期刊名称:Proceedings of the National Academy of Sciences
印刷版ISSN:0027-8424
电子版ISSN:1091-6490
出版年度:2003
卷号:100
期号:11
页码:6664-6669
DOI:10.1073/pnas.1131604100
语种:English
出版社:The National Academy of Sciences of the United States of America
摘要:MHC class II-restricted antigen presentation plays a central role in the immune response against exogenous antigens. The association of invariant (Ii) chain with MHC class II dimers is required for proper antigen presentation to CD4+ T cells by antigen-presenting cells. MHC class II complexes first traffic through the endocytic pathway to allow Ii chain degradation and antigenic peptide loading before their arrival at the cell surface.

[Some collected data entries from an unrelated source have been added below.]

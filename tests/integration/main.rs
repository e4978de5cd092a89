//! Tactile integration test harness.
//!
//! These tests exercise tactile-core through its public API only, the way a
//! peer implementation would, including real datagrams over loopback UDP.
//!
//!   cargo test --test integration

mod loopback;
mod scenarios;

use anyhow::{Context, Result};
use std::net::UdpSocket;
use std::time::Duration;

use tactile_core::{encode_packet, PointRecord, Role};

/// Default scratch size used by the reference deployment.
pub const DATAGRAM_SIZE: usize = 8192;

/// A pair of connected loopback sockets: (sender, receiver).
pub fn socket_pair() -> Result<(UdpSocket, UdpSocket)> {
    let rx = UdpSocket::bind("127.0.0.1:0").context("bind receiver")?;
    rx.set_read_timeout(Some(Duration::from_secs(5)))?;
    let tx = UdpSocket::bind("127.0.0.1:0").context("bind sender")?;
    tx.connect(rx.local_addr()?).context("connect sender")?;
    Ok((tx, rx))
}

/// Encode `points` into a fresh scratch buffer and return the valid prefix.
pub fn encode(role: Role, points: &[PointRecord]) -> Result<Vec<u8>> {
    let mut scratch = vec![0u8; DATAGRAM_SIZE];
    let len = encode_packet(&mut scratch, role, points).context("encode packet")?;
    scratch.truncate(len);
    Ok(scratch)
}

/// Deterministic pseudo-random bit sequence.
pub fn bits(len: usize, seed: u32) -> Vec<u8> {
    let mut state = seed.wrapping_mul(2_654_435_761).max(1);
    (0..len)
        .map(|_| {
            state ^= state << 13;
            state ^= state >> 17;
            state ^= state << 5;
            (state & 1) as u8
        })
        .collect()
}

In recent years, a considerable effort has been directed toward the identification of proteases responsible for Ii chain degradation. Targeted gene deletion in mice has allowed a precise description of the cysteine proteases involved in the last step of Ii chain degradation. By using nonspecialized cellular models expressing MHC II molecules, we are now exploring the contribution of known cysteine proteases to human Ii chain processing. Surprisingly and contrary to the situation in mouse, cathepsin S was found to be the only human cysteine protease able to efficiently degrade the Ii-p10 fragment in epithelial cells. This selectivity has implications for thymic selection and indicates that differences between man and mice are probably more profound at this level than expected.